Wednesday, August 25, 2010

First Kiss

The only one who could ever reach me
Was the son of a preacher man,
The only boy who could ever teach me,
Was the son of a preacher man,
Yes he was, he was, ooh, yes he was


Dusty Springfield. “Son Of A Preacher Man”


The year was 1977, December 4th. I opened my eyes, instantaneously cognizant of the fact that I was waking up a 14 year old. I was also very aware that my whole world, the world I had known for the last 14 years at any rate, was irrevocably changing. Mom had just driven us over 1200 miles to a small, odoriferous southern town in Georgia named Jesup. Less than 24 short hours ago I had said goodbye to my best friends, my family, and the hometown I didn't realize I loved so much until forced to leave it. Yes, me and my brothers were forced to leave. What can you do when you are only 13, 11, and 4 years of age...besides cry and pout a lot...not much else and it didn't work anyhow. I had lived a somewhat sheltered life until then; I didn't realize how sheltered but I would soon become very aware of it. But that is another story.

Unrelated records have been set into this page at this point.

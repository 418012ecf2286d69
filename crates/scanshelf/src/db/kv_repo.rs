//! Key-value repository: whole-value reads and writes on `kv_store`.

use chrono::Utc;
use rusqlite::{params, OptionalExtension};

use super::{Database, DatabaseError};

/// Reads the value stored under `key`.
pub fn get(db: &Database, key: &str) -> Result<Option<Vec<u8>>, DatabaseError> {
    db.with_conn(|conn| {
        let value = conn
            .query_row(
                "SELECT value FROM kv_store WHERE key = ?1",
                params![key],
                |row| row.get::<_, Vec<u8>>(0),
            )
            .optional()?;
        Ok(value)
    })
}

/// Replaces the value under `key` in a single transaction. Either the new
/// value is committed or the previous one stays in place.
pub fn put(db: &Database, key: &str, value: &[u8]) -> Result<(), DatabaseError> {
    db.with_conn(|conn| {
        let tx = conn.transaction()?;
        tx.execute(
            "INSERT INTO kv_store (key, value, updated_at) VALUES (?1, ?2, ?3)
             ON CONFLICT(key) DO UPDATE SET value = excluded.value, updated_at = excluded.updated_at",
            params![key, value, Utc::now().to_rfc3339()],
        )?;
        tx.commit()?;
        Ok(())
    })
}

Jesup, smelled. I had never smelled anything quite so disqusting, and I had definitely been exposed to some pretty rotten smells even at the tender age of 14: namely, my baby brothers diapers. I was nine years old when he was born. Changing his diapers became one of my chores, funny thing is...I didn't mind. He was such an adorable baby. At any rate, Jesup's odor was entirely alien to me. The worst smell I had ever been exposed to in San Antonio came from Mitchell Lake...the sewage plant. But this malodor was entirely new. I soon learned that the smell was produced by the Rayonier Paper Mill and on humid mornings, and it seemed most mornings were, when the wind was heading in the right direction, it would waft through the tall Georgia evergreens, permeate the thin walls of our shack, and furtively seep into our lungs. I kid you not, it was a veritable shack of a house we lived in. Talk about an open floor plan...step through the front door and bam...you were in the livingroom, diningroom, and kitchen all at the same time, all in about 900 (maybe 1000) square feet. Needless to say, our new living arrangements were going to take some getting used to. The rest of the shack consisted of two bedrooms and a bathroom. I lost my virginity in that bathroom (well sort of). It was in that bathroom I first learned how to use tampons (don't gross out girls, it's a part of my history)...little did I know: there were plenty more firsts to come.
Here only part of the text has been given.